Set the whole listing down again without deviation.
<<<<
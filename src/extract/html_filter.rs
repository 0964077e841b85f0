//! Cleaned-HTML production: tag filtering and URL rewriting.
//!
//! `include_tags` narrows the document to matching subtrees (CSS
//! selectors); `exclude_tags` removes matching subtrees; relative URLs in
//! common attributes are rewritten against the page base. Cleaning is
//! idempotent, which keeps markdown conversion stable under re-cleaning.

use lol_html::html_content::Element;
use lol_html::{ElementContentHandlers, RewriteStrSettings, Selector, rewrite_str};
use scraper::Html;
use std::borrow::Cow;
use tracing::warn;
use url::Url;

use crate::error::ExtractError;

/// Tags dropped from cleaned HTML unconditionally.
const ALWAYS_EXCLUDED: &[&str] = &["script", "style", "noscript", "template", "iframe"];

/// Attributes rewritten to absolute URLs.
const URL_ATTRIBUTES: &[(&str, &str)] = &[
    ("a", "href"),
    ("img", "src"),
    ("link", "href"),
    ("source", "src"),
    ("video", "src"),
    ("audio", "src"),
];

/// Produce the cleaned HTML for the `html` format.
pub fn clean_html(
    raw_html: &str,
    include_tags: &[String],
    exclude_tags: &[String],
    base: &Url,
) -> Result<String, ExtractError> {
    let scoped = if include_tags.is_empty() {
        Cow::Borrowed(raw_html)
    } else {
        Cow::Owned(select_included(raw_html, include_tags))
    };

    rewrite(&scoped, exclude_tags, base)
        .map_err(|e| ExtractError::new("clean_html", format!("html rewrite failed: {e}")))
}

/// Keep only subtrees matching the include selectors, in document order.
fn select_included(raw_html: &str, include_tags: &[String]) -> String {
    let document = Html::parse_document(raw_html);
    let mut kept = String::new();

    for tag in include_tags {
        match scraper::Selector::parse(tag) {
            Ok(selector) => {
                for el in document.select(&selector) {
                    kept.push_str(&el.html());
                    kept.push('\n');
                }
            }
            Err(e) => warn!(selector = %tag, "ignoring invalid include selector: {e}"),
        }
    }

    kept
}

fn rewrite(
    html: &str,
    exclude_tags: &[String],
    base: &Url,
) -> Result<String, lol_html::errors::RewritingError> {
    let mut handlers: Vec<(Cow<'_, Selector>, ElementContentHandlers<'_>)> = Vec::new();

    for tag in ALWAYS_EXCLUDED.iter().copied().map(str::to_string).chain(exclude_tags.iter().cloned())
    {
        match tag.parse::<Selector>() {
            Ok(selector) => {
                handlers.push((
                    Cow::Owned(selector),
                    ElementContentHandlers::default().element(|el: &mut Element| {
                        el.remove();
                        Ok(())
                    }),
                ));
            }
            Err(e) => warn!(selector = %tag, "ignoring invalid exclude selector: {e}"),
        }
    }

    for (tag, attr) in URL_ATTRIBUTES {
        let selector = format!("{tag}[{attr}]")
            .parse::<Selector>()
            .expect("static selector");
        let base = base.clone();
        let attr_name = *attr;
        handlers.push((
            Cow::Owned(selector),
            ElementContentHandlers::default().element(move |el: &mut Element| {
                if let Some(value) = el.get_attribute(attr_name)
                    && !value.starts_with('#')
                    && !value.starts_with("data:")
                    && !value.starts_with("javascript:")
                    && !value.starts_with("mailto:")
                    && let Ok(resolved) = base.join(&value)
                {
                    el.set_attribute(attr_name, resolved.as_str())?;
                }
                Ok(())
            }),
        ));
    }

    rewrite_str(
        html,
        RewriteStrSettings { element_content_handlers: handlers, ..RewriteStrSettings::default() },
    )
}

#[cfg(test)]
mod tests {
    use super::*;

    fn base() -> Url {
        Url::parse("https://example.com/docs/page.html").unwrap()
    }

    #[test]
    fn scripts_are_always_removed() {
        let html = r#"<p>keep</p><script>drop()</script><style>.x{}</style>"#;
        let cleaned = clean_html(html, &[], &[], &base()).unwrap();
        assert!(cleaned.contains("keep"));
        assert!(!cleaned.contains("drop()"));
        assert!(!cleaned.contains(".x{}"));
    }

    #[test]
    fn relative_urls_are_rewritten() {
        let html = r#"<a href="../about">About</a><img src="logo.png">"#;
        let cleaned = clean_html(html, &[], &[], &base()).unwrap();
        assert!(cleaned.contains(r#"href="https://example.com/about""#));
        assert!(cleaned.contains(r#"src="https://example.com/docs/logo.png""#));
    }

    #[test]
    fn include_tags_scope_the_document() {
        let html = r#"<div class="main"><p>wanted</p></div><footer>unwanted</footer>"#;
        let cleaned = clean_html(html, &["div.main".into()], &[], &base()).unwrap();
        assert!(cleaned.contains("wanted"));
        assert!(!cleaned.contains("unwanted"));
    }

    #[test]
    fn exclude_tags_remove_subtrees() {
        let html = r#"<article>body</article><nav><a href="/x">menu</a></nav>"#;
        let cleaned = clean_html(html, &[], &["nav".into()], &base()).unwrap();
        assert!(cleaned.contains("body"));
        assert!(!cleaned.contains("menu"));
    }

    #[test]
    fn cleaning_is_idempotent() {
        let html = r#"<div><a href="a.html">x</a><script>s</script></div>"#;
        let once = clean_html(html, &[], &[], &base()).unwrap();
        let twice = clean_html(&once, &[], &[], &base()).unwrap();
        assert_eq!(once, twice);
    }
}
>>>>
• _Answer_
filename src/extract/html_filter.rs
repository 0964077e841b85f0
//! Cleaned-HTML production: tag filtering and URL rewriting.
//!
//! `include_tags` narrows the document to matching subtrees (CSS
//! selectors); `exclude_tags` removes matching subtrees; relative URLs in
//! common attributes are rewritten against the page base. Cleaning is
//! idempotent, which keeps markdown conversion stable under re-cleaning.

use lol_html::html_content::Element;
use lol_html::{ElementContentHandlers, RewriteStrSettings, Selector, rewrite_str};
use scraper::Html;
use std::borrow::Cow;
use tracing::warn;
use url::Url;

use crate::error::ExtractError;

/// Tags dropped from cleaned HTML unconditionally.
const ALWAYS_EXCLUDED: &[&str] = &["script", "style", "noscript", "template", "iframe"];

/// Attributes rewritten to absolute URLs.
const URL_ATTRIBUTES: &[(&str, &str)] = &[
    ("a", "href"),
    ("img", "src"),
    ("link", "href"),
    ("source", "src"),
    ("video", "src"),
    ("audio", "src"),
];

/// Produce the cleaned HTML for the `html` format.
pub fn clean_html(
    raw_html: &str,
    include_tags: &[String],
    exclude_tags: &[String],
    base: &Url,
) -> Result<String, ExtractError> {
    let scoped = if include_tags.is_empty() {
        Cow::Borrowed(raw_html)
    } else {
        Cow::Owned(select_included(raw_html, include_tags))
    };

    rewrite(&scoped, exclude_tags, base)
        .map_err(|e| ExtractError::new("clean_html", format!("html rewrite failed: {e}")))
}

/// Keep only subtrees matching the include selectors, in document order.
fn select_included(raw_html: &str, include_tags: &[String]) -> String {
    let document = Html::parse_document(raw_html);
    let mut kept = String::new();

    for tag in include_tags {
        match scraper::Selector::parse(tag) {
            Ok(selector) => {
                for el in document.select(&selector) {
                    kept.push_str(&el.html());
                    kept.push('\n');
                }
            }
            Err(e) => warn!(selector = %tag, "ignoring invalid include selector: {e}"),
        }
    }

    kept
}

fn rewrite(
    html: &str,
    exclude_tags: &[String],
    base: &Url,
) -> Result<String, lol_html::errors::RewritingError> {
    let mut handlers: Vec<(Cow<'_, Selector>, ElementContentHandlers<'_>)> = Vec::new();

    for tag in ALWAYS_EXCLUDED.iter().copied().map(str::to_string).chain(exclude_tags.iter().cloned())
    {
        match tag.parse::<Selector>() {
            Ok(selector) => {
                handlers.push((
                    Cow::Owned(selector),
                    ElementContentHandlers::default().element(|el: &mut Element| {
                        el.remove();
                        Ok(())
                    }),
                ));
            }
            Err(e) => warn!(selector = %tag, "ignoring invalid exclude selector: {e}"),
        }
    }

    for (tag, attr) in URL_ATTRIBUTES {
        let selector = format!("{tag}[{attr}]")
            .parse::<Selector>()
            .expect("static selector");
        let base = base.clone();
        let attr_name = *attr;
        handlers.push((
            Cow::Owned(selector),
            ElementContentHandlers::default().element(move |el: &mut Element| {
                if let Some(value) = el.get_attribute(attr_name)
                    && !value.starts_with('#')
                    && !value.starts_with("data:")
                    && !value.starts_with("javascript:")
                    && !value.starts_with("mailto:")
                    && let Ok(resolved) = base.join(&value)
                {
                    el.set_attribute(attr_name, resolved.as_str())?;
                }
                Ok(())
            }),
        ));
    }

    rewrite_str(
        html,
        RewriteStrSettings { element_content_handlers: handlers, ..RewriteStrSettings::default() },
    )
}

#[cfg(test)]
mod tests {
    use super::*;

    fn base() -> Url {
        Url::parse("https://example.com/docs/page.html").unwrap()
    }

    #[test]
    fn scripts_are_always_removed() {
        let html = r#"<p>keep</p><script>drop()</script><style>.x{}</style>"#;
        let cleaned = clean_html(html, &[], &[], &base()).unwrap();
        assert!(cleaned.contains("keep"));
        assert!(!cleaned.contains("drop()"));
        assert!(!cleaned.contains(".x{}"));
    }

    #[test]
    fn relative_urls_are_rewritten() {
        let html = r#"<a href="../about">About</a><img src="logo.png">"#;
        let cleaned = clean_html(html, &[], &[], &base()).unwrap();
        assert!(cleaned.contains(r#"href="https://example.com/about""#));
        assert!(cleaned.contains(r#"src="https://example.com/docs/logo.png""#));
    }

    #[test]
    fn include_tags_scope_the_document() {
        let html = r#"<div class="main"><p>wanted</p></div><footer>unwanted</footer>"#;
        let cleaned = clean_html(html, &["div.main".into()], &[], &base()).unwrap();
        assert!(cleaned.contains("wanted"));
        assert!(!cleaned.contains("unwanted"));
    }

    #[test]
    fn exclude_tags_remove_subtrees() {
        let html = r#"<article>body</article><nav><a href="/x">menu</a></nav>"#;
        let cleaned = clean_html(html, &[], &["nav".into()], &base()).unwrap();
        assert!(cleaned.contains("body"));
        assert!(!cleaned.contains("menu"));
    }

    #[test]
    fn cleaning_is_idempotent() {
        let html = r#"<div><a href="a.html">x</a><script>s</script></div>"#;
        let once = clean_html(html, &[], &[], &base()).unwrap();
        let twice = clean_html(&once, &[], &[], &base()).unwrap();
        assert_eq!(once, twice);
    }
}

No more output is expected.